» **Exercise objective**: Extract each line of the data and write it out again exactly.

» **Data records**:
//! Backlog-driven fleet autoscaling
//!
//! Each retiring worker replaces itself with one successor while work
//! remains, and adds a second one with a probability that shrinks as the
//! fleet approaches its cap. Summed over many independent retirements this
//! grows the fleet toward the cap without any coordination between workers.

use std::sync::Arc;

use async_trait::async_trait;
use rand::Rng;
use tracing::info;

use crate::persistence::{FleetSnapshot, LaunchError, LaunchPlanner};

/// Starts a new worker process
#[async_trait]
pub trait ComputeLauncher: Send + Sync {
    /// Request a worker with the given id. Does not wait for it to start.
    async fn launch(&self, worker_id: &str) -> Result<(), LaunchError>;
}

/// Number of successors to launch
///
/// Zero when nothing is deferred. Otherwise one, plus one more with
/// probability `1 - fleet_size / max_fleet_size`.
pub fn launch_count(backlog: u64, fleet_size: u64, max_fleet_size: u64) -> u32 {
    launch_count_with(&mut rand::thread_rng(), backlog, fleet_size, max_fleet_size)
}

/// [`launch_count`] with an explicit random source
pub fn launch_count_with<R: Rng>(
    rng: &mut R,
    backlog: u64,
    fleet_size: u64,
    max_fleet_size: u64,
) -> u32 {
    if backlog == 0 {
        return 0;
    }
    if max_fleet_size == 0 {
        return 1;
    }

    let occupancy = fleet_size as f64 / max_fleet_size as f64;
    if rng.gen::<f64>() >= occupancy {
        2
    } else {
        1
    }
}

/// [`LaunchPlanner`] that applies [`launch_count`] and delegates to a launcher
pub struct Autoscaler {
    launcher: Arc<dyn ComputeLauncher>,
    max_fleet_size: u64,
}

impl Autoscaler {
    pub fn new(launcher: Arc<dyn ComputeLauncher>, max_fleet_size: u64) -> Self {
        Self {
            launcher,
            max_fleet_size,
        }
    }
}

#[async_trait]
impl LaunchPlanner for Autoscaler {
    fn plan(&self, snapshot: FleetSnapshot) -> u32 {
        let count = launch_count(snapshot.backlog, snapshot.fleet_size, self.max_fleet_size);
        info!(
            backlog = snapshot.backlog,
            fleet_size = snapshot.fleet_size,
            max_fleet_size = self.max_fleet_size,
            count,
            "autoscaling decision"
        );
        count
    }

    async fn launch(&self, worker_id: &str) -> Result<(), LaunchError> {
        self.launcher.launch(worker_id).await
    }
}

» **Worked solution**:
//! Backlog-driven fleet autoscaling
//!
//! Each retiring worker replaces itself with one successor while work
//! remains, and adds a second one with a probability that shrinks as the
//! fleet approaches its cap. Summed over many independent retirements this
//! grows the fleet toward the cap without any coordination between workers.

use std::sync::Arc;

use async_trait::async_trait;
use rand::Rng;
use tracing::info;

use crate::persistence::{FleetSnapshot, LaunchError, LaunchPlanner};

/// Starts a new worker process
#[async_trait]
pub trait ComputeLauncher: Send + Sync {
    /// Request a worker with the given id. Does not wait for it to start.
    async fn launch(&self, worker_id: &str) -> Result<(), LaunchError>;
}

/// Number of successors to launch
///
/// Zero when nothing is deferred. Otherwise one, plus one more with
/// probability `1 - fleet_size / max_fleet_size`.
pub fn launch_count(backlog: u64, fleet_size: u64, max_fleet_size: u64) -> u32 {
    launch_count_with(&mut rand::thread_rng(), backlog, fleet_size, max_fleet_size)
}

/// [`launch_count`] with an explicit random source
pub fn launch_count_with<R: Rng>(
    rng: &mut R,
    backlog: u64,
    fleet_size: u64,
    max_fleet_size: u64,
) -> u32 {
    if backlog == 0 {
        return 0;
    }
    if max_fleet_size == 0 {
        return 1;
    }

    let occupancy = fleet_size as f64 / max_fleet_size as f64;
    if rng.gen::<f64>() >= occupancy {
        2
    } else {
        1
    }
}

/// [`LaunchPlanner`] that applies [`launch_count`] and delegates to a launcher
pub struct Autoscaler {
    launcher: Arc<dyn ComputeLauncher>,
    max_fleet_size: u64,
}

impl Autoscaler {
    pub fn new(launcher: Arc<dyn ComputeLauncher>, max_fleet_size: u64) -> Self {
        Self {
            launcher,
            max_fleet_size,
        }
    }
}

#[async_trait]
impl LaunchPlanner for Autoscaler {
    fn plan(&self, snapshot: FleetSnapshot) -> u32 {
        let count = launch_count(snapshot.backlog, snapshot.fleet_size, self.max_fleet_size);
        info!(
            backlog = snapshot.backlog,
            fleet_size = snapshot.fleet_size,
            max_fleet_size = self.max_fleet_size,
            count,
            "autoscaling decision"
        );
        count
    }

    async fn launch(&self, worker_id: &str) -> Result<(), LaunchError> {
        self.launcher.launch(worker_id).await
    }
}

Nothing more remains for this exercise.